● ABOUT THIS EXERCISE:
What is needed is an exact copy of all the entries below.

------------------------------------

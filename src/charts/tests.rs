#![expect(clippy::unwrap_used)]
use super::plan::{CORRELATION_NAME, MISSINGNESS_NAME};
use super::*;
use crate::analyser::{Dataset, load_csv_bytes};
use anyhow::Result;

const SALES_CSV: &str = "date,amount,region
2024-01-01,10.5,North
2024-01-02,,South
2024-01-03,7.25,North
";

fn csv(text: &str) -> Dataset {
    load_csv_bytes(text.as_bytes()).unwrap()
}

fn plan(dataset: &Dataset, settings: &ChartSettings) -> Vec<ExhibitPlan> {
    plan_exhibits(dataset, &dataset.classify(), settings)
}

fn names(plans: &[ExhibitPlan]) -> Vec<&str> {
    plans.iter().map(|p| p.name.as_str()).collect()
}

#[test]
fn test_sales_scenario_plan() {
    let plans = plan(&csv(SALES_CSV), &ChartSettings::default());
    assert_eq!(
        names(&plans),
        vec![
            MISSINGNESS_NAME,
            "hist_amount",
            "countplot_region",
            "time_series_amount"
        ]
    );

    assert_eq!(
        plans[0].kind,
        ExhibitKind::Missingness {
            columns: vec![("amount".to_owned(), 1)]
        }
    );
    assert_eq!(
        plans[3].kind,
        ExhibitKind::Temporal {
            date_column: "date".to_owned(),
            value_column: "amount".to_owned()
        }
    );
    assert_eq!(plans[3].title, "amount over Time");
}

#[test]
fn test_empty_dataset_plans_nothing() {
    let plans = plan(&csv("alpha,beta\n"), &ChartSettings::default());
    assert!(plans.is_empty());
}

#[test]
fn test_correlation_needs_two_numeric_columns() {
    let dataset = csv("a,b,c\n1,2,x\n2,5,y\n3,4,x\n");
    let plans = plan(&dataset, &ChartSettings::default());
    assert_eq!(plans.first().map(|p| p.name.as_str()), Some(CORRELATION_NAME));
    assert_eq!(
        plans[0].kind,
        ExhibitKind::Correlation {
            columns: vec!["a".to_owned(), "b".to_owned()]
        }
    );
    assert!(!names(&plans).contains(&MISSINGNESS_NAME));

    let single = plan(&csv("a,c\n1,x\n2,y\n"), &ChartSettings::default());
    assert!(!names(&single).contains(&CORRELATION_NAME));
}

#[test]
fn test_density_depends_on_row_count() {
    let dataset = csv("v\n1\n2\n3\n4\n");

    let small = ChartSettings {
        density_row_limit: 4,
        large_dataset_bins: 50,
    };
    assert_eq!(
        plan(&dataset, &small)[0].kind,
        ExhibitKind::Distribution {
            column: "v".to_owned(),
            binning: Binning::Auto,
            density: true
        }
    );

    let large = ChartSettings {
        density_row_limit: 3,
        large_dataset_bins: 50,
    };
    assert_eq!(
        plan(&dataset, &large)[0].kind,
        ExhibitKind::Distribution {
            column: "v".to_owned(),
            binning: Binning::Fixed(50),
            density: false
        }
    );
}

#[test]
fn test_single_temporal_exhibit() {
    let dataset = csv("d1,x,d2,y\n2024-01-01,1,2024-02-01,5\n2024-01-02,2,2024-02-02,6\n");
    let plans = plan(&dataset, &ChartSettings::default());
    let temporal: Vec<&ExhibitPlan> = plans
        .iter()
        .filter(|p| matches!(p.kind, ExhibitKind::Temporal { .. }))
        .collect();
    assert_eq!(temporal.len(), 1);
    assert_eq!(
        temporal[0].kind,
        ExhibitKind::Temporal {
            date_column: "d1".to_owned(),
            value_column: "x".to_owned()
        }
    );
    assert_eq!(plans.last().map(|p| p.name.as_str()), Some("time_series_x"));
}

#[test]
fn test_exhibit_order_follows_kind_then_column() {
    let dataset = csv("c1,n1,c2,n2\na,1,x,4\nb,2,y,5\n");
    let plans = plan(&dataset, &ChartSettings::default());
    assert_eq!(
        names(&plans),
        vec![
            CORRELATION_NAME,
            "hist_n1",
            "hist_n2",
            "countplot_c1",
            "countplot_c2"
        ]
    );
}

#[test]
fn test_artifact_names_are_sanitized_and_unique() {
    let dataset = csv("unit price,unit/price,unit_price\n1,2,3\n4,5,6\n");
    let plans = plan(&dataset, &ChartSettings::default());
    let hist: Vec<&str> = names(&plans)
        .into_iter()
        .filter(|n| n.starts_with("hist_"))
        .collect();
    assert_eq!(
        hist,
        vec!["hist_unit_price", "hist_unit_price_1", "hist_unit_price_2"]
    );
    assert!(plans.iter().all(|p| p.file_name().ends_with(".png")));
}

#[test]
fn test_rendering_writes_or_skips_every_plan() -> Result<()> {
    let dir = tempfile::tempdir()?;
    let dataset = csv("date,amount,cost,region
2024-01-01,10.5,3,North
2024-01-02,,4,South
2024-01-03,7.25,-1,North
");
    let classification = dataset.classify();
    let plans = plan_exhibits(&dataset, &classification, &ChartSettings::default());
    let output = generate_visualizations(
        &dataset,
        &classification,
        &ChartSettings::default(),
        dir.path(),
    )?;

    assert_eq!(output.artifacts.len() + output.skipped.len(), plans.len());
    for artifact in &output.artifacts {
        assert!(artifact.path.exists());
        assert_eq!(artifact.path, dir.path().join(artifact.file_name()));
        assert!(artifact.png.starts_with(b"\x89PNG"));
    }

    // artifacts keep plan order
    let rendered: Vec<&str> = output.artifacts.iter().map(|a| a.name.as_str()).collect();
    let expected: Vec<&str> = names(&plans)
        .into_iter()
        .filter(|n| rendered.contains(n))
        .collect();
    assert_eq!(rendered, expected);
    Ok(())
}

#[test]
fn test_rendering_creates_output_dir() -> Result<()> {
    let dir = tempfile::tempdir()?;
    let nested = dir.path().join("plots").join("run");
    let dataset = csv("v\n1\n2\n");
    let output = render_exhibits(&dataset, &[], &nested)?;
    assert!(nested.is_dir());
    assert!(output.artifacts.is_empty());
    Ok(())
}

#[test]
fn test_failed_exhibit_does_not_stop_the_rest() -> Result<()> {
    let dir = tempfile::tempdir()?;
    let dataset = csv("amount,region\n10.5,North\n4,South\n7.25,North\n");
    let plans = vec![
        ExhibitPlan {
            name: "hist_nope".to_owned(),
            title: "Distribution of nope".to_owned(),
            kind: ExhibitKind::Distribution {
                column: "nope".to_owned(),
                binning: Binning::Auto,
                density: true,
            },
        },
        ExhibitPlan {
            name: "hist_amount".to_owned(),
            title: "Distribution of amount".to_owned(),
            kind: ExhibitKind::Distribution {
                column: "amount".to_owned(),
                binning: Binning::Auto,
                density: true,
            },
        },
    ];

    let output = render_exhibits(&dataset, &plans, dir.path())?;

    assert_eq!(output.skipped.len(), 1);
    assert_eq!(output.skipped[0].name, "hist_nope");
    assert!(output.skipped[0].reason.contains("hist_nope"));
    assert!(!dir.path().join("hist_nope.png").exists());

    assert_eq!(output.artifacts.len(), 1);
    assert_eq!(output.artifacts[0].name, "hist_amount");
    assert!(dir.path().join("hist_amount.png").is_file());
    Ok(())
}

------------------------------------

● OUTPUT FOR THIS TASK:
filename src/charts/tests.rs
#![expect(clippy::unwrap_used)]
use super::plan::{CORRELATION_NAME, MISSINGNESS_NAME};
use super::*;
use crate::analyser::{Dataset, load_csv_bytes};
use anyhow::Result;

const SALES_CSV: &str = "date,amount,region
2024-01-01,10.5,North
2024-01-02,,South
2024-01-03,7.25,North
";

fn csv(text: &str) -> Dataset {
    load_csv_bytes(text.as_bytes()).unwrap()
}

fn plan(dataset: &Dataset, settings: &ChartSettings) -> Vec<ExhibitPlan> {
    plan_exhibits(dataset, &dataset.classify(), settings)
}

fn names(plans: &[ExhibitPlan]) -> Vec<&str> {
    plans.iter().map(|p| p.name.as_str()).collect()
}

#[test]
fn test_sales_scenario_plan() {
    let plans = plan(&csv(SALES_CSV), &ChartSettings::default());
    assert_eq!(
        names(&plans),
        vec![
            MISSINGNESS_NAME,
            "hist_amount",
            "countplot_region",
            "time_series_amount"
        ]
    );

    assert_eq!(
        plans[0].kind,
        ExhibitKind::Missingness {
            columns: vec![("amount".to_owned(), 1)]
        }
    );
    assert_eq!(
        plans[3].kind,
        ExhibitKind::Temporal {
            date_column: "date".to_owned(),
            value_column: "amount".to_owned()
        }
    );
    assert_eq!(plans[3].title, "amount over Time");
}

#[test]
fn test_empty_dataset_plans_nothing() {
    let plans = plan(&csv("alpha,beta\n"), &ChartSettings::default());
    assert!(plans.is_empty());
}

#[test]
fn test_correlation_needs_two_numeric_columns() {
    let dataset = csv("a,b,c\n1,2,x\n2,5,y\n3,4,x\n");
    let plans = plan(&dataset, &ChartSettings::default());
    assert_eq!(plans.first().map(|p| p.name.as_str()), Some(CORRELATION_NAME));
    assert_eq!(
        plans[0].kind,
        ExhibitKind::Correlation {
            columns: vec!["a".to_owned(), "b".to_owned()]
        }
    );
    assert!(!names(&plans).contains(&MISSINGNESS_NAME));

    let single = plan(&csv("a,c\n1,x\n2,y\n"), &ChartSettings::default());
    assert!(!names(&single).contains(&CORRELATION_NAME));
}

#[test]
fn test_density_depends_on_row_count() {
    let dataset = csv("v\n1\n2\n3\n4\n");

    let small = ChartSettings {
        density_row_limit: 4,
        large_dataset_bins: 50,
    };
    assert_eq!(
        plan(&dataset, &small)[0].kind,
        ExhibitKind::Distribution {
            column: "v".to_owned(),
            binning: Binning::Auto,
            density: true
        }
    );

    let large = ChartSettings {
        density_row_limit: 3,
        large_dataset_bins: 50,
    };
    assert_eq!(
        plan(&dataset, &large)[0].kind,
        ExhibitKind::Distribution {
            column: "v".to_owned(),
            binning: Binning::Fixed(50),
            density: false
        }
    );
}

#[test]
fn test_single_temporal_exhibit() {
    let dataset = csv("d1,x,d2,y\n2024-01-01,1,2024-02-01,5\n2024-01-02,2,2024-02-02,6\n");
    let plans = plan(&dataset, &ChartSettings::default());
    let temporal: Vec<&ExhibitPlan> = plans
        .iter()
        .filter(|p| matches!(p.kind, ExhibitKind::Temporal { .. }))
        .collect();
    assert_eq!(temporal.len(), 1);
    assert_eq!(
        temporal[0].kind,
        ExhibitKind::Temporal {
            date_column: "d1".to_owned(),
            value_column: "x".to_owned()
        }
    );
    assert_eq!(plans.last().map(|p| p.name.as_str()), Some("time_series_x"));
}

#[test]
fn test_exhibit_order_follows_kind_then_column() {
    let dataset = csv("c1,n1,c2,n2\na,1,x,4\nb,2,y,5\n");
    let plans = plan(&dataset, &ChartSettings::default());
    assert_eq!(
        names(&plans),
        vec![
            CORRELATION_NAME,
            "hist_n1",
            "hist_n2",
            "countplot_c1",
            "countplot_c2"
        ]
    );
}

#[test]
fn test_artifact_names_are_sanitized_and_unique() {
    let dataset = csv("unit price,unit/price,unit_price\n1,2,3\n4,5,6\n");
    let plans = plan(&dataset, &ChartSettings::default());
    let hist: Vec<&str> = names(&plans)
        .into_iter()
        .filter(|n| n.starts_with("hist_"))
        .collect();
    assert_eq!(
        hist,
        vec!["hist_unit_price", "hist_unit_price_1", "hist_unit_price_2"]
    );
    assert!(plans.iter().all(|p| p.file_name().ends_with(".png")));
}

#[test]
fn test_rendering_writes_or_skips_every_plan() -> Result<()> {
    let dir = tempfile::tempdir()?;
    let dataset = csv("date,amount,cost,region
2024-01-01,10.5,3,North
2024-01-02,,4,South
2024-01-03,7.25,-1,North
");
    let classification = dataset.classify();
    let plans = plan_exhibits(&dataset, &classification, &ChartSettings::default());
    let output = generate_visualizations(
        &dataset,
        &classification,
        &ChartSettings::default(),
        dir.path(),
    )?;

    assert_eq!(output.artifacts.len() + output.skipped.len(), plans.len());
    for artifact in &output.artifacts {
        assert!(artifact.path.exists());
        assert_eq!(artifact.path, dir.path().join(artifact.file_name()));
        assert!(artifact.png.starts_with(b"\x89PNG"));
    }

    // artifacts keep plan order
    let rendered: Vec<&str> = output.artifacts.iter().map(|a| a.name.as_str()).collect();
    let expected: Vec<&str> = names(&plans)
        .into_iter()
        .filter(|n| rendered.contains(n))
        .collect();
    assert_eq!(rendered, expected);
    Ok(())
}

#[test]
fn test_rendering_creates_output_dir() -> Result<()> {
    let dir = tempfile::tempdir()?;
    let nested = dir.path().join("plots").join("run");
    let dataset = csv("v\n1\n2\n");
    let output = render_exhibits(&dataset, &[], &nested)?;
    assert!(nested.is_dir());
    assert!(output.artifacts.is_empty());
    Ok(())
}

#[test]
fn test_failed_exhibit_does_not_stop_the_rest() -> Result<()> {
    let dir = tempfile::tempdir()?;
    let dataset = csv("amount,region\n10.5,North\n4,South\n7.25,North\n");
    let plans = vec![
        ExhibitPlan {
            name: "hist_nope".to_owned(),
            title: "Distribution of nope".to_owned(),
            kind: ExhibitKind::Distribution {
                column: "nope".to_owned(),
                binning: Binning::Auto,
                density: true,
            },
        },
        ExhibitPlan {
            name: "hist_amount".to_owned(),
            title: "Distribution of amount".to_owned(),
            kind: ExhibitKind::Distribution {
                column: "amount".to_owned(),
                binning: Binning::Auto,
                density: true,
            },
        },
    ];

    let output = render_exhibits(&dataset, &plans, dir.path())?;

    assert_eq!(output.skipped.len(), 1);
    assert_eq!(output.skipped[0].name, "hist_nope");
    assert!(output.skipped[0].reason.contains("hist_nope"));
    assert!(!dir.path().join("hist_nope.png").exists());

    assert_eq!(output.artifacts.len(), 1);
    assert_eq!(output.artifacts[0].name, "hist_amount");
    assert!(dir.path().join("hist_amount.png").is_file());
    Ok(())
}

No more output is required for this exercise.